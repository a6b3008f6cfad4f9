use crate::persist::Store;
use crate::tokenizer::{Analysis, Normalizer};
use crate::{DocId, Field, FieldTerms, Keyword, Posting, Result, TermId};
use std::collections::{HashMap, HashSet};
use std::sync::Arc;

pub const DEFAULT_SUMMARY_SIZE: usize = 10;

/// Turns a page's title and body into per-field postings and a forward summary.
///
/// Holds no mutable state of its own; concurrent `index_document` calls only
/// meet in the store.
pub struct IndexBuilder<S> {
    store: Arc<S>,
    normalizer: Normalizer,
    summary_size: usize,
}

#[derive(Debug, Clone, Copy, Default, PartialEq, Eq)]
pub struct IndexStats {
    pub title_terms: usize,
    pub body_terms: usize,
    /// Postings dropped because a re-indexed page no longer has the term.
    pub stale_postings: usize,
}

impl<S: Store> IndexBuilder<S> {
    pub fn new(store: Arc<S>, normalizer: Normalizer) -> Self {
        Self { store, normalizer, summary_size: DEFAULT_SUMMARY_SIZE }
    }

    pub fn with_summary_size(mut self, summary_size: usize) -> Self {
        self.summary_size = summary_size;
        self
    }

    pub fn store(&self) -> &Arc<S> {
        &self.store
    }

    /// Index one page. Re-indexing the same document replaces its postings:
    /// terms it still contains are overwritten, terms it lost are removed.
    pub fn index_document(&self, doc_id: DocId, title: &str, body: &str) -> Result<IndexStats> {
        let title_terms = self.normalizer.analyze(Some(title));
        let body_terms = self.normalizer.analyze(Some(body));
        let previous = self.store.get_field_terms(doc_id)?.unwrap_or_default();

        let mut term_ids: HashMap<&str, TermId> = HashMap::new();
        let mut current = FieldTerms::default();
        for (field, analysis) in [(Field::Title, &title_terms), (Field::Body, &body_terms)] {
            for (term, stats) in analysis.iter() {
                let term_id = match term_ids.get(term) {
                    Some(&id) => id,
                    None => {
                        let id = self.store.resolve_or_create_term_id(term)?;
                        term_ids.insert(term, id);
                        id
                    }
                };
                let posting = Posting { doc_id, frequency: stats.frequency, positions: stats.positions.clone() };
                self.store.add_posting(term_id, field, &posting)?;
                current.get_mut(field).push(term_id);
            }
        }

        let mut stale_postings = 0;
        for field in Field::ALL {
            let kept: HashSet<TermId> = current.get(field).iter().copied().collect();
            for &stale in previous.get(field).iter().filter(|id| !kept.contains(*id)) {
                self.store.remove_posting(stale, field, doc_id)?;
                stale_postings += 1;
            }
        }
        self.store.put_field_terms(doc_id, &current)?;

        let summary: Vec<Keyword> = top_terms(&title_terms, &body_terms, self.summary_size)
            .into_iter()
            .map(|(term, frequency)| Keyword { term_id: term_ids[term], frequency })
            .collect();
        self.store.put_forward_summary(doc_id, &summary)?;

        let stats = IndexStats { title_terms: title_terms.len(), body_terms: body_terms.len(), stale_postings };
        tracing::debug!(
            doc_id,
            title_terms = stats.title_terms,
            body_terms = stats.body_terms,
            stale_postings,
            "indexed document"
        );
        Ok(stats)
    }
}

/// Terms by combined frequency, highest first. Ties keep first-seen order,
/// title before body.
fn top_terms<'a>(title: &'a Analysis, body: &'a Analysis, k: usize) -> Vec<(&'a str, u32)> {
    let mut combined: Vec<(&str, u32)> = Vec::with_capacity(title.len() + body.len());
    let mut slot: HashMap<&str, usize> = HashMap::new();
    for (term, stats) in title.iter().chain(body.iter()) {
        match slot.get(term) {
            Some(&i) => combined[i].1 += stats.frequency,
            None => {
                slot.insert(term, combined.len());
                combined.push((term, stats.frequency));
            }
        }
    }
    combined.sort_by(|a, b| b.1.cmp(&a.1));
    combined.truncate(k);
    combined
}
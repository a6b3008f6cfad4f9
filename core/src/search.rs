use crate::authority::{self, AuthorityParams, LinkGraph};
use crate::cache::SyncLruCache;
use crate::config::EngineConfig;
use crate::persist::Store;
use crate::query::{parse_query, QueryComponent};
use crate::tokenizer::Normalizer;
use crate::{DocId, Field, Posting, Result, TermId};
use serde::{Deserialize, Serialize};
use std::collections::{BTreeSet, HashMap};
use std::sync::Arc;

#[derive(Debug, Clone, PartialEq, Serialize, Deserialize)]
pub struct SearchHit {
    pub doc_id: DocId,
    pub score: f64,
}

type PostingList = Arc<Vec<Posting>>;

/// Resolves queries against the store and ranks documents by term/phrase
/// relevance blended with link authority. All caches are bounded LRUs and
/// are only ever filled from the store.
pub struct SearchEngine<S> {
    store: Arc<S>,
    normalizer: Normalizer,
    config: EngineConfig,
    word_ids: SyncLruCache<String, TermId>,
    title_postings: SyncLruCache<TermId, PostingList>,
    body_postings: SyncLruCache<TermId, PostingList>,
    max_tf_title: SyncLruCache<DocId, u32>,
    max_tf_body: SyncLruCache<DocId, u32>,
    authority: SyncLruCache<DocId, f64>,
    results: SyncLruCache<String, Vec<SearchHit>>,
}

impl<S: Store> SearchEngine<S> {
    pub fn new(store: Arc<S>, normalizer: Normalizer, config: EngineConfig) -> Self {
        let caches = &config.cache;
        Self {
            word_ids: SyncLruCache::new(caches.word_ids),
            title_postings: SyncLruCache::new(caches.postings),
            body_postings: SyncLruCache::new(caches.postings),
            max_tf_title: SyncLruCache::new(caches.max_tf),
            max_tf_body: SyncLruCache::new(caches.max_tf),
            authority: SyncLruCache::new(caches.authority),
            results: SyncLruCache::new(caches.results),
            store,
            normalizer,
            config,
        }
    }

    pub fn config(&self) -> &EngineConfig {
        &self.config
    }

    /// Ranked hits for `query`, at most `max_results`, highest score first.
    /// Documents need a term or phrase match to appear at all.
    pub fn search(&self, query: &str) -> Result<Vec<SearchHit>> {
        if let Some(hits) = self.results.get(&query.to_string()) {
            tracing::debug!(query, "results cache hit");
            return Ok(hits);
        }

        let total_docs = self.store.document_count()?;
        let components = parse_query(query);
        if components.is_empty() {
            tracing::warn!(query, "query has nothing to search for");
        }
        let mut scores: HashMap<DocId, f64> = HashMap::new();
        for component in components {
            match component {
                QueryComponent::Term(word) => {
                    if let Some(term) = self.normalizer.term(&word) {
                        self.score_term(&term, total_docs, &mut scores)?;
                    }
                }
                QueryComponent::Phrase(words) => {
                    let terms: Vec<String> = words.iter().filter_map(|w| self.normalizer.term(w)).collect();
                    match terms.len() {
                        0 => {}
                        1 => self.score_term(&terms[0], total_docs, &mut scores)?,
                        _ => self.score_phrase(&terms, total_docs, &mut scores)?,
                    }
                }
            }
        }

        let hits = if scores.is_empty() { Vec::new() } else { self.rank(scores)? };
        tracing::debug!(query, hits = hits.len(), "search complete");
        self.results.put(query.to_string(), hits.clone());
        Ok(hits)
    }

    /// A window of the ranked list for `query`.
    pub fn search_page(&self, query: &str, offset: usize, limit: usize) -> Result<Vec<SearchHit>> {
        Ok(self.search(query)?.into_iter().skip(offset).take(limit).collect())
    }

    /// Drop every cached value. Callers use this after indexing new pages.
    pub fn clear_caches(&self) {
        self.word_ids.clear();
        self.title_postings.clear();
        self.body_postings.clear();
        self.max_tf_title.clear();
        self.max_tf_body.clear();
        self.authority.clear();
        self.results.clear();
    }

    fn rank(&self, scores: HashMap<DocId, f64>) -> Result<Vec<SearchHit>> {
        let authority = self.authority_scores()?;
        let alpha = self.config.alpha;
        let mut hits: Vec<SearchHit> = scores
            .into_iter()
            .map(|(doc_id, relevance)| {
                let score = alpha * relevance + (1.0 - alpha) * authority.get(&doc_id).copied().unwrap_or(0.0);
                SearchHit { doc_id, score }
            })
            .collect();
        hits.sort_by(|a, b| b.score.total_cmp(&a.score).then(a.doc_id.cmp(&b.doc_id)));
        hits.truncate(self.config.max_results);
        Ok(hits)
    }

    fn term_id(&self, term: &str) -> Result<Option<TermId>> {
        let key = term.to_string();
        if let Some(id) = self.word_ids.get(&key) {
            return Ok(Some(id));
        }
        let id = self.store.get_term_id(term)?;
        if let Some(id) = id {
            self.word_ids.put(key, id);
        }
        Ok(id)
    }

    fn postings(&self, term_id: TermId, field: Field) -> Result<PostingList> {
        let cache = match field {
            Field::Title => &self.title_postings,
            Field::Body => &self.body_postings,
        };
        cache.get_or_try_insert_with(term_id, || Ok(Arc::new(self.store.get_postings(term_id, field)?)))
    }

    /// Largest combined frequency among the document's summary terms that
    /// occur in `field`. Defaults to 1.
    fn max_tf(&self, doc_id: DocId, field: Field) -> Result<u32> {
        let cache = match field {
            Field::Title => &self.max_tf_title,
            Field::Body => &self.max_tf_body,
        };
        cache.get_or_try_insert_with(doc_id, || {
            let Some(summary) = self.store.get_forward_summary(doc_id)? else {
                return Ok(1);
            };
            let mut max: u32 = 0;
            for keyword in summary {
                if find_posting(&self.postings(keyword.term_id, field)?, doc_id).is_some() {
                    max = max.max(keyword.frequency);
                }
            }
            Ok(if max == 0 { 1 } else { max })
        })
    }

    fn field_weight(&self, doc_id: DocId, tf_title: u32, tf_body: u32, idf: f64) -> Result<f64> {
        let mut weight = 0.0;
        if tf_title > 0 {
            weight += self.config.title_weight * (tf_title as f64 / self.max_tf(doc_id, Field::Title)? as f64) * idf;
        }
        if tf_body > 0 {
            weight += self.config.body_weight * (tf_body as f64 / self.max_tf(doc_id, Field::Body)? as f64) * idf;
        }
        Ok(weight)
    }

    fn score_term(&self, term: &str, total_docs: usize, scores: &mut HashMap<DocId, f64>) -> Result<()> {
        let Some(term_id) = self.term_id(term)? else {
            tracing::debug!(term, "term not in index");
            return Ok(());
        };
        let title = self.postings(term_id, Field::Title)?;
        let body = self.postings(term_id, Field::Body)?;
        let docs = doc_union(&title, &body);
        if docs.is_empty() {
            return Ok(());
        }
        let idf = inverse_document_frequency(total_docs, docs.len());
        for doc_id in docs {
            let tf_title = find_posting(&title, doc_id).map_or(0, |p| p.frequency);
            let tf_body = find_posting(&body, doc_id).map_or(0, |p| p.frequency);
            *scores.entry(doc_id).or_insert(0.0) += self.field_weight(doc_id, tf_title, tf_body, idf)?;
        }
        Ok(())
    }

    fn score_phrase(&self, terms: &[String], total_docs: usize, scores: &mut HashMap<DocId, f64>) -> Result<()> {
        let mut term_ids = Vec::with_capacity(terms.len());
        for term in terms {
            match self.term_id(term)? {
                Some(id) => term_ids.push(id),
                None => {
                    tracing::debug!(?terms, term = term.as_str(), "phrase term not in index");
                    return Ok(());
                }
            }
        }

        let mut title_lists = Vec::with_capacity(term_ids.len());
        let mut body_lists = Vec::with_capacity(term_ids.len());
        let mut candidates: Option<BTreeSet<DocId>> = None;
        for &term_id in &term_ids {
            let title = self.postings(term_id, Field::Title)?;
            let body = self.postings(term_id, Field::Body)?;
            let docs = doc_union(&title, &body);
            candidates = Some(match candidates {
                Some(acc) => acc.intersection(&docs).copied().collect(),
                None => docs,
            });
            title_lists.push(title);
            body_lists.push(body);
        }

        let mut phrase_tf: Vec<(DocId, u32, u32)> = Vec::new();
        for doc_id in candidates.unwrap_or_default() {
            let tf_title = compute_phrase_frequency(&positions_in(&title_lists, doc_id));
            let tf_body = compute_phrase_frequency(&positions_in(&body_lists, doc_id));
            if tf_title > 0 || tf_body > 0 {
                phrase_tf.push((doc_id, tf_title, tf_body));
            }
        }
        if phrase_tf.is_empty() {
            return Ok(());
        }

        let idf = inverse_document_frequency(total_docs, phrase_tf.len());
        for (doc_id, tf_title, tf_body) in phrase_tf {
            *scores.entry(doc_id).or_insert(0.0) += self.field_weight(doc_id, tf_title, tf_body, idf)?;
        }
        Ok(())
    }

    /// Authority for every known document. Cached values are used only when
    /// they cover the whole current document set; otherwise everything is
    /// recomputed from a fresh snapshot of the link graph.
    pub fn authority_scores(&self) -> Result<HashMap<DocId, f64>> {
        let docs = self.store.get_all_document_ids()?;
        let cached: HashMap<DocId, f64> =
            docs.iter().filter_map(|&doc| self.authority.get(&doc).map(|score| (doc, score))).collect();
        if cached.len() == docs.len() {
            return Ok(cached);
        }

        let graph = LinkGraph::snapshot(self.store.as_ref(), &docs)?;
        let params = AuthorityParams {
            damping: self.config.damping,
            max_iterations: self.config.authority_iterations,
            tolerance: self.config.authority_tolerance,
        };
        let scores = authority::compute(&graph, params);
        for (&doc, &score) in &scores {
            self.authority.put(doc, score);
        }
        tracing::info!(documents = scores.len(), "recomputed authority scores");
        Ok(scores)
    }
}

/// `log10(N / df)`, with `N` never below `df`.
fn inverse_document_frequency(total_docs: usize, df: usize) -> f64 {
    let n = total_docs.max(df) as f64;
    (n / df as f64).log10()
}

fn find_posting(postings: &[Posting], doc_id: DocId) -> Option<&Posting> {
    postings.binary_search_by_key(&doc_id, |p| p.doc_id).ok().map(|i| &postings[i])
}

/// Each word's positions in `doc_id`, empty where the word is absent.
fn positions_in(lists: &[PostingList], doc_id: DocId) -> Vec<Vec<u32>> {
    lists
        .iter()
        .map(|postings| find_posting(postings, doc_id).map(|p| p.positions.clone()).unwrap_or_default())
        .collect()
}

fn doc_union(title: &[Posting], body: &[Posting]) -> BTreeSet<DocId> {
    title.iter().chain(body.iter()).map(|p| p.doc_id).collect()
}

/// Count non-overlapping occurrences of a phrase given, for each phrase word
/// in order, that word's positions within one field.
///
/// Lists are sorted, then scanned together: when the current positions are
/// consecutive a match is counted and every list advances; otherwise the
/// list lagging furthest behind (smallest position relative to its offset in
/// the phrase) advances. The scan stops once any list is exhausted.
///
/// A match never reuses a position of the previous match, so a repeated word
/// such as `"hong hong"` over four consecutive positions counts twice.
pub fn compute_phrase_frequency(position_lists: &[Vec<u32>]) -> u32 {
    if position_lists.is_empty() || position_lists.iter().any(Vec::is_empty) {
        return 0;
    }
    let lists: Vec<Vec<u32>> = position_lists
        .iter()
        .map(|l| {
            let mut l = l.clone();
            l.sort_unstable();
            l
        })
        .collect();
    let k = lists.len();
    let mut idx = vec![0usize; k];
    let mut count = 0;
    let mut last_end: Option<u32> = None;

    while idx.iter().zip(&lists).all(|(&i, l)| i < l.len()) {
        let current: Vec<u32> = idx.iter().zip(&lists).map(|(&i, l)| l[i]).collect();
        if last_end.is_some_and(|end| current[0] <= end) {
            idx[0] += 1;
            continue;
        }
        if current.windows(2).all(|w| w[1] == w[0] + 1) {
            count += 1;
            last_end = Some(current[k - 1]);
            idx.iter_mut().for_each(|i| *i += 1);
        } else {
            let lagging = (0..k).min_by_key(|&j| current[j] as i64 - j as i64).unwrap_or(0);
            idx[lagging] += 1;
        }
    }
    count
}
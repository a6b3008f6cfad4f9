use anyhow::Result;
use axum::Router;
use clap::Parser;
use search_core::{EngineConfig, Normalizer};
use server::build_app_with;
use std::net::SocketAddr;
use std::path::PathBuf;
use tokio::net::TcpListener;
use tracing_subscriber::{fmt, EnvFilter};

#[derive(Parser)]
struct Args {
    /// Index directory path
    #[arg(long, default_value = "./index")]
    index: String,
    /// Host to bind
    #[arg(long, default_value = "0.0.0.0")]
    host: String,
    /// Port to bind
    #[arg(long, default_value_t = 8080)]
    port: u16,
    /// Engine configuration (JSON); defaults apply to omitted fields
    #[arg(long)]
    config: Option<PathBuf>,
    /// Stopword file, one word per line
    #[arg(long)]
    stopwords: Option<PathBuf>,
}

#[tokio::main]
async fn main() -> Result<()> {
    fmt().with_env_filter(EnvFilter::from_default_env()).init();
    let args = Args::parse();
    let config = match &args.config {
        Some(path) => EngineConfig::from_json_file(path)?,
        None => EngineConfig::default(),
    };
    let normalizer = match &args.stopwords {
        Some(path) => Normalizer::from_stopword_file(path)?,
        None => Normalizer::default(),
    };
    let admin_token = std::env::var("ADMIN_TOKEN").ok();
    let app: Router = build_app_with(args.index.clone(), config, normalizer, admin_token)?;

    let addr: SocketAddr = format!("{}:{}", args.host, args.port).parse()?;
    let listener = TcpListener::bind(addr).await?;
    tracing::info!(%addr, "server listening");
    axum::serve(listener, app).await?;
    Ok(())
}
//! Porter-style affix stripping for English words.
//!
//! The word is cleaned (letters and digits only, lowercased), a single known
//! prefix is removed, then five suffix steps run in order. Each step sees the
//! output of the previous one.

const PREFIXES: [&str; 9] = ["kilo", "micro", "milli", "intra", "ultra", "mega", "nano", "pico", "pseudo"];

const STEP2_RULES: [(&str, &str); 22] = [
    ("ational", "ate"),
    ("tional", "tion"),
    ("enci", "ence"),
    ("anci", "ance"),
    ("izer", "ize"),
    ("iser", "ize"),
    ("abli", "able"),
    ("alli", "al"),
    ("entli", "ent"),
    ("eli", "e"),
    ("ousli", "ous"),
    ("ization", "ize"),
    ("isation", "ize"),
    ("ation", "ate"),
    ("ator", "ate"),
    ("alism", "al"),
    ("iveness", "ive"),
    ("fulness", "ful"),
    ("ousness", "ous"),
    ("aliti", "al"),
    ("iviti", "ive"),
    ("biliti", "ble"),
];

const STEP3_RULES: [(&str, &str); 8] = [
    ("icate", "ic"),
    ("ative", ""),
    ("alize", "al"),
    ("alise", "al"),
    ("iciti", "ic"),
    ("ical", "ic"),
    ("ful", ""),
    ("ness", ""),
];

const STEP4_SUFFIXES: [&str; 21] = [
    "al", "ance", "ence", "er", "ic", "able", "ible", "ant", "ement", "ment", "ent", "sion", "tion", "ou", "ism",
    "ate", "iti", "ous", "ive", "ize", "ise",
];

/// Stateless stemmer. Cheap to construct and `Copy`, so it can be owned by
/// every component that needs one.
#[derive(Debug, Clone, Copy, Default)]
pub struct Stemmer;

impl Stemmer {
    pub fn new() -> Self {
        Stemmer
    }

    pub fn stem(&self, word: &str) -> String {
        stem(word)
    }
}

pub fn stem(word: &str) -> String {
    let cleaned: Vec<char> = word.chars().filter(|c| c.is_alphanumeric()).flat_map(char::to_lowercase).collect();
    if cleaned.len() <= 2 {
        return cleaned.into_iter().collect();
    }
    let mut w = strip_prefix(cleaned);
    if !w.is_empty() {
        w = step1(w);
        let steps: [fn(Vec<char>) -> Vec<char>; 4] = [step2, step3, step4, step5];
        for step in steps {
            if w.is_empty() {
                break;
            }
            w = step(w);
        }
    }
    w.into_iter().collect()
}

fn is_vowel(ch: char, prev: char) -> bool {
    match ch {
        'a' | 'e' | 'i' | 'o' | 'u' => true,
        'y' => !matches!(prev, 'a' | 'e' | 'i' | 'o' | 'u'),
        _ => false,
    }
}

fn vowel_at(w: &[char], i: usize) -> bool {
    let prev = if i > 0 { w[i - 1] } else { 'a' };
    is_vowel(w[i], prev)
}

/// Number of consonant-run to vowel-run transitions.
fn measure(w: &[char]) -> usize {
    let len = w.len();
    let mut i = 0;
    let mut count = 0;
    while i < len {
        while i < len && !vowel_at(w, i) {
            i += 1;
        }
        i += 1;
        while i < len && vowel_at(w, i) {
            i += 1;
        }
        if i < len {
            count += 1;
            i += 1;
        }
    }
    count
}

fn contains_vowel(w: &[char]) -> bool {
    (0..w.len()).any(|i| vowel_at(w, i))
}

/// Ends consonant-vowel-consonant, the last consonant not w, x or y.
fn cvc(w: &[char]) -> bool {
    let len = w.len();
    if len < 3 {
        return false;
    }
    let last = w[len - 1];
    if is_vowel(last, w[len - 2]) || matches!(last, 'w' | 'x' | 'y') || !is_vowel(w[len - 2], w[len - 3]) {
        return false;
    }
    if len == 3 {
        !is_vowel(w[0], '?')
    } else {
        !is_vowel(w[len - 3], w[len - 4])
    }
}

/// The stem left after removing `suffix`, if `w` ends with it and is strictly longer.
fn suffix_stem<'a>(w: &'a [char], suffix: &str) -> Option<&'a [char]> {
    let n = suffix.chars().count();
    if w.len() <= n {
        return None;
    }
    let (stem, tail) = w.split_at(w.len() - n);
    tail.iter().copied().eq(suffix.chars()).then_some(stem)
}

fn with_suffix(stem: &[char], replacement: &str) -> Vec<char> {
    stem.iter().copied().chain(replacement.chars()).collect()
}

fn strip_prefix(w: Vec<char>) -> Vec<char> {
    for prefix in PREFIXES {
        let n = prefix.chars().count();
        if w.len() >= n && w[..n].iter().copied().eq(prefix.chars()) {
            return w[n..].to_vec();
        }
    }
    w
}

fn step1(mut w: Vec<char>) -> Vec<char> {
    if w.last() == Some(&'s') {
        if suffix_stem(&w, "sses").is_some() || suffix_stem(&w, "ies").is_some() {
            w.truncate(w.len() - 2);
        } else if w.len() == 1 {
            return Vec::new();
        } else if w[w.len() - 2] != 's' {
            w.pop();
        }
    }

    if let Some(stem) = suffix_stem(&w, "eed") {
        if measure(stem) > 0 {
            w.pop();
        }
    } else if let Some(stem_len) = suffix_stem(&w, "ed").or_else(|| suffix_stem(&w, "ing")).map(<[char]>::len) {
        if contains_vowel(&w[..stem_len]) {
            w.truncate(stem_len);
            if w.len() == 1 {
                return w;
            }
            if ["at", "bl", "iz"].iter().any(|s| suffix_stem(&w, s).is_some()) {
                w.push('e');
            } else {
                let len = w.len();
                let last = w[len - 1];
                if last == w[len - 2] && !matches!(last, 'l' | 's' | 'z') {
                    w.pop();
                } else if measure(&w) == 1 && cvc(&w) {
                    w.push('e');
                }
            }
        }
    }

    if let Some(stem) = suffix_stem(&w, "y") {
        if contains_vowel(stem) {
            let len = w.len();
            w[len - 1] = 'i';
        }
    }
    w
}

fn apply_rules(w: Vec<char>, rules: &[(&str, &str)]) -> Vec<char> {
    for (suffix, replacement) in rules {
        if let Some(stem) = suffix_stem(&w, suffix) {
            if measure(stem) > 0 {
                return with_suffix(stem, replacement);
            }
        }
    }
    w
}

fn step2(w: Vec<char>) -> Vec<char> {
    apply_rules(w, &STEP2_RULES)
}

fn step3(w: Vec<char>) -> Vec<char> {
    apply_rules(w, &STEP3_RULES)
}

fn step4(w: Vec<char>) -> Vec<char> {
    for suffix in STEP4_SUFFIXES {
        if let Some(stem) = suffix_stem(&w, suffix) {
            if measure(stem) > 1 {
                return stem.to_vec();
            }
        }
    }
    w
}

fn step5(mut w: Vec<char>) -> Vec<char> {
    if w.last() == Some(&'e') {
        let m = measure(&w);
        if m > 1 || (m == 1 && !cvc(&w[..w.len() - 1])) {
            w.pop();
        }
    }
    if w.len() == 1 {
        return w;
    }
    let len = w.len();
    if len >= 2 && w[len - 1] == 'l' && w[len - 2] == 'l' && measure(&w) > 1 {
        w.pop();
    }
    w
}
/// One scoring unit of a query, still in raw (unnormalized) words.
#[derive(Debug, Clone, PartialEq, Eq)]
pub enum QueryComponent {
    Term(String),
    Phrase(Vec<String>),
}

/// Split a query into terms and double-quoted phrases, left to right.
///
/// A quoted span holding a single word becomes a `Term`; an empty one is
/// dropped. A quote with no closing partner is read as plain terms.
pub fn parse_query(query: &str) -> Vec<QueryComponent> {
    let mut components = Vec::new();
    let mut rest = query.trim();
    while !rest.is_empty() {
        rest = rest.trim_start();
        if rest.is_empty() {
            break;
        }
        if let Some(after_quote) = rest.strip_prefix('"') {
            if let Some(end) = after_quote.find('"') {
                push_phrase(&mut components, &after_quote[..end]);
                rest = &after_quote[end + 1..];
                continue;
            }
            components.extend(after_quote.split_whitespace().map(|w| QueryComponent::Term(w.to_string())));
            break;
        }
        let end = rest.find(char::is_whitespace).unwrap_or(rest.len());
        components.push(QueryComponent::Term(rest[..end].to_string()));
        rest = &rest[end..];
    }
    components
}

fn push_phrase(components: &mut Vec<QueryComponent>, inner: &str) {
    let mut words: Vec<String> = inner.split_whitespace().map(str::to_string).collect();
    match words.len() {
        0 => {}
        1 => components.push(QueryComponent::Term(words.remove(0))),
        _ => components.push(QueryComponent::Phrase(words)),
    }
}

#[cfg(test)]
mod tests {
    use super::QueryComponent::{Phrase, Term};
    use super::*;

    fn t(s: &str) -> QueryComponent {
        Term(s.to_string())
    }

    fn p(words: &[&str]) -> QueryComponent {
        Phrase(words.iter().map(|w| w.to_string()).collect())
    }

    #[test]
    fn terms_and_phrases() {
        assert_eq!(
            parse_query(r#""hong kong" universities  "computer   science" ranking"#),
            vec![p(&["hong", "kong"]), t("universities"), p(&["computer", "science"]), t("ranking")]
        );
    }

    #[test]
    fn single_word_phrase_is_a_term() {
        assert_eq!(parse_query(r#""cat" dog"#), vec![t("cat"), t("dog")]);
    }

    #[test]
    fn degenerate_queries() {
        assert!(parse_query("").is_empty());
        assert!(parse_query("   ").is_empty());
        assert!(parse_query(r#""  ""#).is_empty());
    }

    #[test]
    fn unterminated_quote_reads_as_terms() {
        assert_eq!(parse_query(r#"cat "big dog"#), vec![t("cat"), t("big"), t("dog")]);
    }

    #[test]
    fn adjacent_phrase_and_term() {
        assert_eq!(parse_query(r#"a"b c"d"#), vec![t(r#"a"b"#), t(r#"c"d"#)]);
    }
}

•••••

**How to complete this task**: Each line between the start of the listing above and the line containing "let mut current", with both ends counted, is to be set down unchanged.

**Exercise output**:
repository a6b3008f6cfad4f9
use crate::persist::Store;
use crate::tokenizer::{Analysis, Normalizer};
use crate::{DocId, Field, FieldTerms, Keyword, Posting, Result, TermId};
use std::collections::{HashMap, HashSet};
use std::sync::Arc;

pub const DEFAULT_SUMMARY_SIZE: usize = 10;

/// Turns a page's title and body into per-field postings and a forward summary.
///
/// Holds no mutable state of its own; concurrent `index_document` calls only
/// meet in the store.
pub struct IndexBuilder<S> {
    store: Arc<S>,
    normalizer: Normalizer,
    summary_size: usize,
}

#[derive(Debug, Clone, Copy, Default, PartialEq, Eq)]
pub struct IndexStats {
    pub title_terms: usize,
    pub body_terms: usize,
    /// Postings dropped because a re-indexed page no longer has the term.
    pub stale_postings: usize,
}

impl<S: Store> IndexBuilder<S> {
    pub fn new(store: Arc<S>, normalizer: Normalizer) -> Self {
        Self { store, normalizer, summary_size: DEFAULT_SUMMARY_SIZE }
    }

    pub fn with_summary_size(mut self, summary_size: usize) -> Self {
        self.summary_size = summary_size;
        self
    }

    pub fn store(&self) -> &Arc<S> {
        &self.store
    }

    /// Index one page. Re-indexing the same document replaces its postings:
    /// terms it still contains are overwritten, terms it lost are removed.
    pub fn index_document(&self, doc_id: DocId, title: &str, body: &str) -> Result<IndexStats> {
        let title_terms = self.normalizer.analyze(Some(title));
        let body_terms = self.normalizer.analyze(Some(body));
        let previous = self.store.get_field_terms(doc_id)?.unwrap_or_default();

        let mut term_ids: HashMap<&str, TermId> = HashMap::new();
        let mut current = FieldTerms::default();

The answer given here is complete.